■ What you need to do ■
Nothing should be left out: output all of the entries exactly.

■ Extracted information ■
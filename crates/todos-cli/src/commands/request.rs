//! Request command
//!
//! Usage: todos request <METHOD> <PATH> [--field key=value]... --user <USERNAME>

use std::collections::HashMap;

use clap::Args;
use todos_engine::commands::Method;
use todos_engine::AppConfig;

use super::{print_response, signed_in_app, SignInArgs};

#[derive(Debug, Args)]
pub struct RequestArgs {
    /// GET or POST
    #[arg(value_parser = parse_method)]
    pub method: Method,

    /// Request path, e.g. /lists/1/todos
    pub path: String,

    /// Form field as key=value (repeatable)
    #[arg(long = "field", value_parser = parse_field)]
    pub fields: Vec<(String, String)>,

    #[command(flatten)]
    pub sign_in: SignInArgs,
}

fn parse_method(value: &str) -> Result<Method, String> {
    value.parse()
}

fn parse_field(value: &str) -> Result<(String, String), String> {
    value
        .split_once('=')
        .map(|(k, v)| (k.to_string(), v.to_string()))
        .ok_or_else(|| format!("expected key=value, got '{}'", value))
}

pub fn execute(args: RequestArgs, config: &AppConfig) -> Result<(), Box<dyn std::error::Error>> {
    let (mut app, mut session) = signed_in_app(config, &args.sign_in)?;
    let form: HashMap<String, String> = args.fields.into_iter().collect();

    let response = app.dispatch(&mut session, args.method, &args.path, &form);
    print_response(&response, &mut session, args.sign_in.json)
}

#[cfg(test)]
mod tests {
    use super::*;

    #[test]
    fn test_parse_field() {
        assert_eq!(
            parse_field("todoTitle=Buy milk"),
            Ok(("todoTitle".to_string(), "Buy milk".to_string()))
        );
        assert_eq!(
            parse_field("a=b=c"),
            Ok(("a".to_string(), "b=c".to_string()))
        );
        assert!(parse_field("novalue").is_err());
    }
}
use serde::{Deserialize, Serialize};

use super::todo::{Todo, TodoId};

/// Identifier of a todo list, unique per owner
pub type ListId = i64;

/// TodoList - a named, ordered collection of todos belonging to one owner
///
/// The owner is not stored on the value: every store operation is already
/// scoped by owner, and lists are never shared.
#[derive(Debug, Clone, PartialEq, Eq, Serialize, Deserialize)]
pub struct TodoList {
    pub id: ListId,
    pub title: String,
    pub todos: Vec<Todo>,
}

impl TodoList {
    /// Create a new empty list
    pub fn new(id: ListId, title: impl Into<String>) -> Self {
        Self {
            id,
            title: title.into(),
            todos: Vec::new(),
        }
    }

    /// A list is done iff it has at least one todo and every todo is done
    pub fn is_done(&self) -> bool {
        !self.todos.is_empty() && self.todos.iter().all(Todo::is_done)
    }

    pub fn has_undone_todos(&self) -> bool {
        self.todos.iter().any(|todo| !todo.done)
    }

    pub fn count_all(&self) -> usize {
        self.todos.len()
    }

    pub fn count_done(&self) -> usize {
        self.todos.iter().filter(|todo| todo.done).count()
    }

    pub fn find_todo(&self, todo_id: TodoId) -> Option<&Todo> {
        self.todos.iter().find(|todo| todo.id == todo_id)
    }

    pub(crate) fn find_todo_mut(&mut self, todo_id: TodoId) -> Option<&mut Todo> {
        self.todos.iter_mut().find(|todo| todo.id == todo_id)
    }
}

■ Output of the task ■
filename crates/todos-cli/src/commands/request.rs
//! Request command
//!
//! Usage: todos request <METHOD> <PATH> [--field key=value]... --user <USERNAME>

use std::collections::HashMap;

use clap::Args;
use todos_engine::commands::Method;
use todos_engine::AppConfig;

use super::{print_response, signed_in_app, SignInArgs};

#[derive(Debug, Args)]
pub struct RequestArgs {
    /// GET or POST
    #[arg(value_parser = parse_method)]
    pub method: Method,

    /// Request path, e.g. /lists/1/todos
    pub path: String,

    /// Form field as key=value (repeatable)
    #[arg(long = "field", value_parser = parse_field)]
    pub fields: Vec<(String, String)>,

    #[command(flatten)]
    pub sign_in: SignInArgs,
}

fn parse_method(value: &str) -> Result<Method, String> {
    value.parse()
}

fn parse_field(value: &str) -> Result<(String, String), String> {
    value
        .split_once('=')
        .map(|(k, v)| (k.to_string(), v.to_string()))
        .ok_or_else(|| format!("expected key=value, got '{}'", value))
}

pub fn execute(args: RequestArgs, config: &AppConfig) -> Result<(), Box<dyn std::error::Error>> {
    let (mut app, mut session) = signed_in_app(config, &args.sign_in)?;
    let form: HashMap<String, String> = args.fields.into_iter().collect();

    let response = app.dispatch(&mut session, args.method, &args.path, &form);
    print_response(&response, &mut session, args.sign_in.json)
}

#[cfg(test)]
mod tests {
    use super::*;

    #[test]
    fn test_parse_field() {
        assert_eq!(
            parse_field("todoTitle=Buy milk"),
            Ok(("todoTitle".to_string(), "Buy milk".to_string()))
        );
        assert_eq!(
            parse_field("a=b=c"),
            Ok(("a".to_string(), "b=c".to_string()))
        );
        assert!(parse_field("novalue").is_err());
    }
}
use serde::{Deserialize, Serialize};

use super::todo::{Todo, TodoId};

/// Identifier of a todo list, unique per owner
pub type ListId = i64;

/// TodoList - a named, ordered collection of todos belonging to one owner
///
/// The owner is not stored on the value: every store operation is already
/// scoped by owner, and lists are never shared.
#[derive(Debug, Clone, PartialEq, Eq, Serialize, Deserialize)]
pub struct TodoList {
    pub id: ListId,
    pub title: String,
    pub todos: Vec<Todo>,
}

impl TodoList {
    /// Create a new empty list
    pub fn new(id: ListId, title: impl Into<String>) -> Self {
        Self {
            id,
            title: title.into(),
            todos: Vec::new(),
        }
    }

    /// A list is done iff it has at least one todo and every todo is done
    pub fn is_done(&self) -> bool {
        !self.todos.is_empty() && self.todos.iter().all(Todo::is_done)
    }

    pub fn has_undone_todos(&self) -> bool {
        self.todos.iter().any(|todo| !todo.done)
    }

    pub fn count_all(&self) -> usize {
        self.todos.len()
    }

    pub fn count_done(&self) -> usize {
        self.todos.iter().filter(|todo| todo.done).count()
    }

    pub fn find_todo(&self, todo_id: TodoId) -> Option<&Todo> {
        self.todos.iter().find(|todo| todo.id == todo_id)
    }

    pub(crate) fn find_todo_mut(&mut self, todo_id: TodoId) -> Option<&mut Todo> {
        self.todos.iter_mut().find(|todo| todo.id == todo_id)
    }
}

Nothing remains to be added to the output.